1972–73 WFA Cup

Tournament details
- Country: England & Wales

Final positions
- Champions: Southampton
- Runners-up: Westthorn United

= 1972–73 WFA Cup =

The 1972–73 WFA Cup was an association football knockout tournament for women's teams, held between 5 November 1972 and 29 April 1973. It was the 3rd season of the WFA Cup and was won by Southampton, who defeated Westthorn United in the final.

The tournament consisted of seven rounds of competition proper.

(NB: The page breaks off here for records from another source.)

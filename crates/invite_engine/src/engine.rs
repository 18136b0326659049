use std::io;
use std::sync::mpsc;
use std::thread;
use std::time::Duration;

use invite_core::Effect;
use invite_logging::{invite_debug, invite_warn};
use tokio::runtime::Runtime;
use tokio::task::JoinHandle;

use crate::{EngineEvent, SharePayload, Sinks};

/// Runs effects against the sinks on a background Tokio runtime.
///
/// Results come back as `EngineEvent`s; nothing here blocks the caller.
pub struct EngineHandle {
    cmd_tx: mpsc::Sender<Effect>,
    event_rx: mpsc::Receiver<EngineEvent>,
}

impl EngineHandle {
    pub fn new(sinks: Sinks) -> io::Result<Self> {
        let (cmd_tx, cmd_rx) = mpsc::channel::<Effect>();
        let (event_tx, event_rx) = mpsc::channel();
        let runtime = Runtime::new()?;

        thread::spawn(move || {
            // Only one copy-feedback timer is live; a newer one aborts the older.
            let mut pending_reset: Option<JoinHandle<()>> = None;
            while let Ok(effect) = cmd_rx.recv() {
                let is_timer = matches!(effect, Effect::ScheduleCopyReset { .. });
                let sinks = sinks.clone();
                let event_tx = event_tx.clone();
                let task = runtime.spawn(async move {
                    let event = run_effect(&sinks, effect).await;
                    let _ = event_tx.send(event);
                });
                if is_timer {
                    if let Some(previous) = pending_reset.replace(task) {
                        previous.abort();
                    }
                }
            }
            invite_debug!("engine command channel closed");
        });

        Ok(Self { cmd_tx, event_rx })
    }

    pub fn enqueue(&self, effect: Effect) {
        if self.cmd_tx.send(effect).is_err() {
            invite_warn!("engine thread is gone; effect dropped");
        }
    }

    pub fn try_recv(&self) -> Option<EngineEvent> {
        self.event_rx.try_recv().ok()
    }

    pub fn recv_timeout(&self, timeout: Duration) -> Option<EngineEvent> {
        self.event_rx.recv_timeout(timeout).ok()
    }
}

/// Executes one sink effect and reports how it ended.
pub async fn run_effect(sinks: &Sinks, effect: Effect) -> EngineEvent {
    let result = match effect {
        Effect::WriteClipboard { target, text } => sinks
            .copy(&text)
            .map(|()| EngineEvent::ClipboardWritten { target }),
        Effect::OpenExternal { url } => sinks
            .open_link(&url)
            .map(|()| EngineEvent::LinkOpened { url }),
        Effect::NativeShare { title, text, url } => sinks
            .share(&SharePayload { title, text, url })
            .await
            .map(EngineEvent::ShareFinished),
        Effect::ScheduleCopyReset { ticket, after } => {
            tokio::time::sleep(after).await;
            Ok(EngineEvent::CopyResetDue { ticket })
        }
    };
    result.unwrap_or_else(|err| {
        invite_warn!("sink failed: {}", err);
        EngineEvent::Failed(err)
    })
}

All match results and dates from the Women's FA Cup Website.

== Group 1 ==
Only known matches shown

=== Teams ===

- A.E.I. Motherwell
- Arbroath Rangers
- Dundee Strikers
- Fife Dynamites
- Lee's
- Westthorn United

=== First round proper ===
All games were scheduled for 5 and 19 November 1972.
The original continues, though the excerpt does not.